[Collected data entries]
↓↓↓
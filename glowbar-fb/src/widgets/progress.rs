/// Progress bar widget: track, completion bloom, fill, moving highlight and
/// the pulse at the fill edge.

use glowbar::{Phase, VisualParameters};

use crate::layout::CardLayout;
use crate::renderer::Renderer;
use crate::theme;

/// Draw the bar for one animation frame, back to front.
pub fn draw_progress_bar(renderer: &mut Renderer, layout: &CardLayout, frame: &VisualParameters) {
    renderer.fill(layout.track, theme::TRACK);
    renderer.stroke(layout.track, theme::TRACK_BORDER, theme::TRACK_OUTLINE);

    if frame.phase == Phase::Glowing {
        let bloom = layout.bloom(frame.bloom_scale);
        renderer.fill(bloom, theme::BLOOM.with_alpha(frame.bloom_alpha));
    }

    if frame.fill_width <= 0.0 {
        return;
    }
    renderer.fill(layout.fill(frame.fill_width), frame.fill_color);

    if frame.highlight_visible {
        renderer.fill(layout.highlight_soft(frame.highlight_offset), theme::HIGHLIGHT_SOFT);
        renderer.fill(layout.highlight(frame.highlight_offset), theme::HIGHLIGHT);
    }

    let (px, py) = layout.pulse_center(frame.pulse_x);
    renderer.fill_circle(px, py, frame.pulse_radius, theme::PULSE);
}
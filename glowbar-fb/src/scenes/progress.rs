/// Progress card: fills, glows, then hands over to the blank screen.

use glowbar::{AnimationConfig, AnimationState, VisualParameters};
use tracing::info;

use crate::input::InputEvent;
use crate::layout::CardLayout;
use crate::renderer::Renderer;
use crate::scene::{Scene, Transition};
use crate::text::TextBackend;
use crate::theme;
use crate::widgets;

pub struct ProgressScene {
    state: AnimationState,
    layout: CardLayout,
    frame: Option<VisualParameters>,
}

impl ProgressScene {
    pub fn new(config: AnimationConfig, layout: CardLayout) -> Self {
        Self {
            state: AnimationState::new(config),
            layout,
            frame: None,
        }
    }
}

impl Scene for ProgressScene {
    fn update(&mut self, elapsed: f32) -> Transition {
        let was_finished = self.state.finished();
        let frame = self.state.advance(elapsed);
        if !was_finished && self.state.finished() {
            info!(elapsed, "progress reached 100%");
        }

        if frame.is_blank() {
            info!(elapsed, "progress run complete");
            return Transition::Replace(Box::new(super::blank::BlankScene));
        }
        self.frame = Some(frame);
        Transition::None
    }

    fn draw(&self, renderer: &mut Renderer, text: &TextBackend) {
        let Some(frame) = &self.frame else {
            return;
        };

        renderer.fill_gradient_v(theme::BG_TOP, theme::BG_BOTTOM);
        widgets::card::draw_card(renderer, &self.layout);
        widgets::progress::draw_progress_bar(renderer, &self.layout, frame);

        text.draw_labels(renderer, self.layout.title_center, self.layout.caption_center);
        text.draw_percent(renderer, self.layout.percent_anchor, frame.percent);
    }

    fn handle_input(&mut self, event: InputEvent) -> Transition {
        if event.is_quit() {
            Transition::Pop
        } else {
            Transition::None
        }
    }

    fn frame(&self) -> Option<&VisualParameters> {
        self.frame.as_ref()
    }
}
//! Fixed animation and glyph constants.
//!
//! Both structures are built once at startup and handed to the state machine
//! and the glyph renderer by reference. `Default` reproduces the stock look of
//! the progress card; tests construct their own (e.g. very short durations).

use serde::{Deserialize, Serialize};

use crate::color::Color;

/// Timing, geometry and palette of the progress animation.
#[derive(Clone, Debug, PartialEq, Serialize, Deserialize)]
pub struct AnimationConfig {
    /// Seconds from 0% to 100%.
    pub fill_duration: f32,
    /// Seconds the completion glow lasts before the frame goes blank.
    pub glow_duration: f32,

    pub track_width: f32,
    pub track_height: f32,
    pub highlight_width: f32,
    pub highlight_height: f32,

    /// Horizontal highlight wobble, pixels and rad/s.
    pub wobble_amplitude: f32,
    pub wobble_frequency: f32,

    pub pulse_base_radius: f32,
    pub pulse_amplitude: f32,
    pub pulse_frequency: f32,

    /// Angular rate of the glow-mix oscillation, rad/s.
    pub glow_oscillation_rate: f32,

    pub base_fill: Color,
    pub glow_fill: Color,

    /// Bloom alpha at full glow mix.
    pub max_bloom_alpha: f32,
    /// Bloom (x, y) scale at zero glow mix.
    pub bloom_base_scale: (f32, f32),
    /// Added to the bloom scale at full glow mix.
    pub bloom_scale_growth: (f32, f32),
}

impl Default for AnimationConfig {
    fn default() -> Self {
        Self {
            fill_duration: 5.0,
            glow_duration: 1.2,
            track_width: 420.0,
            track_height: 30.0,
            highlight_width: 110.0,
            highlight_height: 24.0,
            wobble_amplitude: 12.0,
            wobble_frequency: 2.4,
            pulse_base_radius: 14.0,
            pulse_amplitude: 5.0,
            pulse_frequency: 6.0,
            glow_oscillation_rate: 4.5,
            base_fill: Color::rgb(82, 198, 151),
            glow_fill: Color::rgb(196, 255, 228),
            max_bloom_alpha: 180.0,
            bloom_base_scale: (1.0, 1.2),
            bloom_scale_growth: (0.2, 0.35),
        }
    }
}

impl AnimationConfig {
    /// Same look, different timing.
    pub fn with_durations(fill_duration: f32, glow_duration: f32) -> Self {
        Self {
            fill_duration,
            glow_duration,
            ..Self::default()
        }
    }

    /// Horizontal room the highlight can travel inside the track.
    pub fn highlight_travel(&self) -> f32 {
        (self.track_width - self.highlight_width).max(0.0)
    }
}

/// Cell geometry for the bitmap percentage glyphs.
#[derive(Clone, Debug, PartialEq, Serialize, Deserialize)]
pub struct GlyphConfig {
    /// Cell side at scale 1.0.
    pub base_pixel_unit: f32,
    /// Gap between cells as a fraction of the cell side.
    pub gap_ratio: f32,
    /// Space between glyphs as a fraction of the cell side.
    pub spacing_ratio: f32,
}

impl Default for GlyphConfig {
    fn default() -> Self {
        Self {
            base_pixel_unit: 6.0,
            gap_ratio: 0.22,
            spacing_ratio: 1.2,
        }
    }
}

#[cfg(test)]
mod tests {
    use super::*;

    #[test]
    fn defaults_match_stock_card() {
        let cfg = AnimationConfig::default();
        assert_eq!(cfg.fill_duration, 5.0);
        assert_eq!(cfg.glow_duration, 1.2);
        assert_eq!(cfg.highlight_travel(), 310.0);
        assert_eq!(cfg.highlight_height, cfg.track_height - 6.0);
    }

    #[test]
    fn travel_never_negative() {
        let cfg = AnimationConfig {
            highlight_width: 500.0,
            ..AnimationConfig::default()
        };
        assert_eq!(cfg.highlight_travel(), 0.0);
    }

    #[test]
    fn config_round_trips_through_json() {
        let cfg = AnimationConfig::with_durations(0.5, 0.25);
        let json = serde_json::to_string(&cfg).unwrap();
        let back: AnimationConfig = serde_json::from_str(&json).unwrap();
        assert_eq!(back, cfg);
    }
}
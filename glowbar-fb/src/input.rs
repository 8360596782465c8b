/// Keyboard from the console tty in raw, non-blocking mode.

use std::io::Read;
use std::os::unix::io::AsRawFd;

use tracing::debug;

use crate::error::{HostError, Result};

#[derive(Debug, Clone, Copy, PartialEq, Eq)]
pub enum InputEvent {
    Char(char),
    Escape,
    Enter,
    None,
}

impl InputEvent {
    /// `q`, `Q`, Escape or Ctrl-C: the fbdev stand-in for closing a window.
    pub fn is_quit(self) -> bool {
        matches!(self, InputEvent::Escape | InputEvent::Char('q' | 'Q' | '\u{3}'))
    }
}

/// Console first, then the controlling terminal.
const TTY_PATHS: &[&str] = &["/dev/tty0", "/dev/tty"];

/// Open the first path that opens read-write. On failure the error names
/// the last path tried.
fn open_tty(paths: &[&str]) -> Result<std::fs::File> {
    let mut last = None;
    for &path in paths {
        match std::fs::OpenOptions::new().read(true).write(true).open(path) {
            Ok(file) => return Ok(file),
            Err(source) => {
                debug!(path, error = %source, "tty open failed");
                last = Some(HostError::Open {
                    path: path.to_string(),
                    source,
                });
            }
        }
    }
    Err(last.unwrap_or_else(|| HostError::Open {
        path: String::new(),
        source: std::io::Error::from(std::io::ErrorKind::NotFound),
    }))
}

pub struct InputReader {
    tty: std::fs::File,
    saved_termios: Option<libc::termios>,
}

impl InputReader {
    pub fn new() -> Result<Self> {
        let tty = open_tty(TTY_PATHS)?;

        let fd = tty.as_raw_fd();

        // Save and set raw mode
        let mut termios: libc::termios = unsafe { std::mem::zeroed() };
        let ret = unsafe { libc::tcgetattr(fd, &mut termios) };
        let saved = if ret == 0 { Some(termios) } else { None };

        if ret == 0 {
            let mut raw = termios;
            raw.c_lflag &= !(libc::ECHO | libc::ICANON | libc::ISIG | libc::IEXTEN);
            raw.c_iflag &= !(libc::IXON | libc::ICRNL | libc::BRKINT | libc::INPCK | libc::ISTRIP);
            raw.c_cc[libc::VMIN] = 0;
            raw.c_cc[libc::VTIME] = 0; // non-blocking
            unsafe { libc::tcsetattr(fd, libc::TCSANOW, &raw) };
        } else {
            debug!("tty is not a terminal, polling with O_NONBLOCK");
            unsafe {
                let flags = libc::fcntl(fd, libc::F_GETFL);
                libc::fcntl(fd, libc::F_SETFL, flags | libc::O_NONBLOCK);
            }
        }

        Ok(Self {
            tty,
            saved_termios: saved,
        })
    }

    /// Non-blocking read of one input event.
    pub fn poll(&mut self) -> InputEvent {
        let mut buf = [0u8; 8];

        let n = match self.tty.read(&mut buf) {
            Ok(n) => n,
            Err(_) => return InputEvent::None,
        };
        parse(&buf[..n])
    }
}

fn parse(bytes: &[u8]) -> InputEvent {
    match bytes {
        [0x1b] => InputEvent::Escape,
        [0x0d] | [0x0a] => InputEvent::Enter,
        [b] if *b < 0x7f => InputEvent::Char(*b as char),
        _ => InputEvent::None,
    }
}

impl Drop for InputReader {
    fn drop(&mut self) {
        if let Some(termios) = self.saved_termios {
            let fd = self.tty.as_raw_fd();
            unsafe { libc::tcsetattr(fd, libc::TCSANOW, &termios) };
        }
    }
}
↑↑↑
### What to do
Would you copy, unchanged, the stretch of the records above that begins at the line containing "pub fn draw_progress_bar(renderer: &mut" and ends at the line containing "if frame.phase == Phase::Glowing", and only that?

### Written response
pub fn draw_progress_bar(renderer: &mut Renderer, layout: &CardLayout, frame: &VisualParameters) {
    renderer.fill(layout.track, theme::TRACK);
    renderer.stroke(layout.track, theme::TRACK_BORDER, theme::TRACK_OUTLINE);

    if frame.phase == Phase::Glowing {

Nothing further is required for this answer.